Reggie Watts Talks Social Media and Tech at CES 2021

Andre Stone and Ariana Escalante continue our in-depth coverage of CES 2021 by chatting with James Corden about Reggie Watts, famous comedian and house band director for The Late Late Show. He’s attending the show to talk about technology, social media, and what he’s looking forward to as we head into 2021.

Watts isn’t just a musician or a comedian – he’s an innovator in the field of music technology with his app.

“WattsApp was the result of getting a little bored with how social media looks and works – especially on Instagram. I wanted something that didn’t haunt people, ”he says. “A clean place for fans that wouldn’t be bombed [by] targeted advertising. “

The app acts as Watts’ own social media hub / media network where he posts content and runs a store where he sells his old electronics. It doesn’t cost anything (other than what he sells in the store), and Watts hopes it can serve as a template for other artists.

“At least in my circles [of musicians and performers]We’re tired of using other people’s platforms, ”he says. “You can still make a website, but apps really are the way people interact with things.” The app is “a way of decentralization” and “to put power back into the hands of the artist and directly to his fans”.

In Watts’ case, technology isn’t just for work and fans. He has both an Xbox Series X and a Playstation 5. “I’m more of an Xbox cat, I have to say,” he admits. “Although I’ll say it, I’m getting on the PS5. The controllers are really great. It’s a really good experience. “But he adds,” I’m just so used to Xbox. The X series is great. “

His show, The Late Late Show, was one of the first talk shows to move into a studio, but the past year has been filled with shows and performances, all of which were virtual. “That was pretty exciting,” says Watts.

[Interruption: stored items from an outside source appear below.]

//! Keybinding struct representing a mapping from a key to a command

use super::command::Command;
use super::context::Condition;
use super::types::KeyEvent;

/// A single keybinding mapping a key to a command
#[derive(Debug, Clone, PartialEq, Eq)]
pub struct Keybinding {
    /// The key that triggers this binding
    pub key: KeyEvent,
    /// The command to execute
    pub command: Command,
    /// Conditions that must be true for this binding to activate
    pub when: Option<Vec<Condition>>,
}

impl Keybinding {
    /// Create an unconditional binding
    pub fn new(key: impl Into<KeyEvent>, command: Command) -> Self {
        Self {
            key: key.into(),
            command,
            when: None,
        }
    }

    /// Add conditions to this binding (builder pattern)
    pub fn when(mut self, conditions: Vec<Condition>) -> Self {
        self.when = Some(conditions);
        self
    }

    /// Add a single condition to this binding
    pub fn when_single(mut self, condition: Condition) -> Self {
        self.when = Some(vec![condition]);
        self
    }
}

Once he and a friend set up a setup that would allow him to appear in real time as a hologram to play a concert of his music in a virtual environment, he says. He also appreciated the efforts of a famous comedy club “who built a wall of monitors in a semicircle, and you stand in front of the semicircle and you see all the people who have tuned in – so you have about 60 people” different screens and monitors, while on stage and holding a microphone. Stand-up comedians like Sarah Silverman and Chelsea Peretti played in this virtual club last year. “That was the closest thing to a live performance,” he says.

“I’ve always been interested in what I call ‘the physical movement’,” he says, mixing the words “physical” and “digital”. This idea takes the “physical elements from our world and digitally transcribes them with a volumetric camera in real time.” This is what Watts hopes to continually evolve, even if quarantine isn’t an everyday part of life. “The more we make the digital more organic and the more intuitive the way we interact with the real world,” he says. “We want portals to have amazing experiences … and we don’t always want to be engineers to do this.”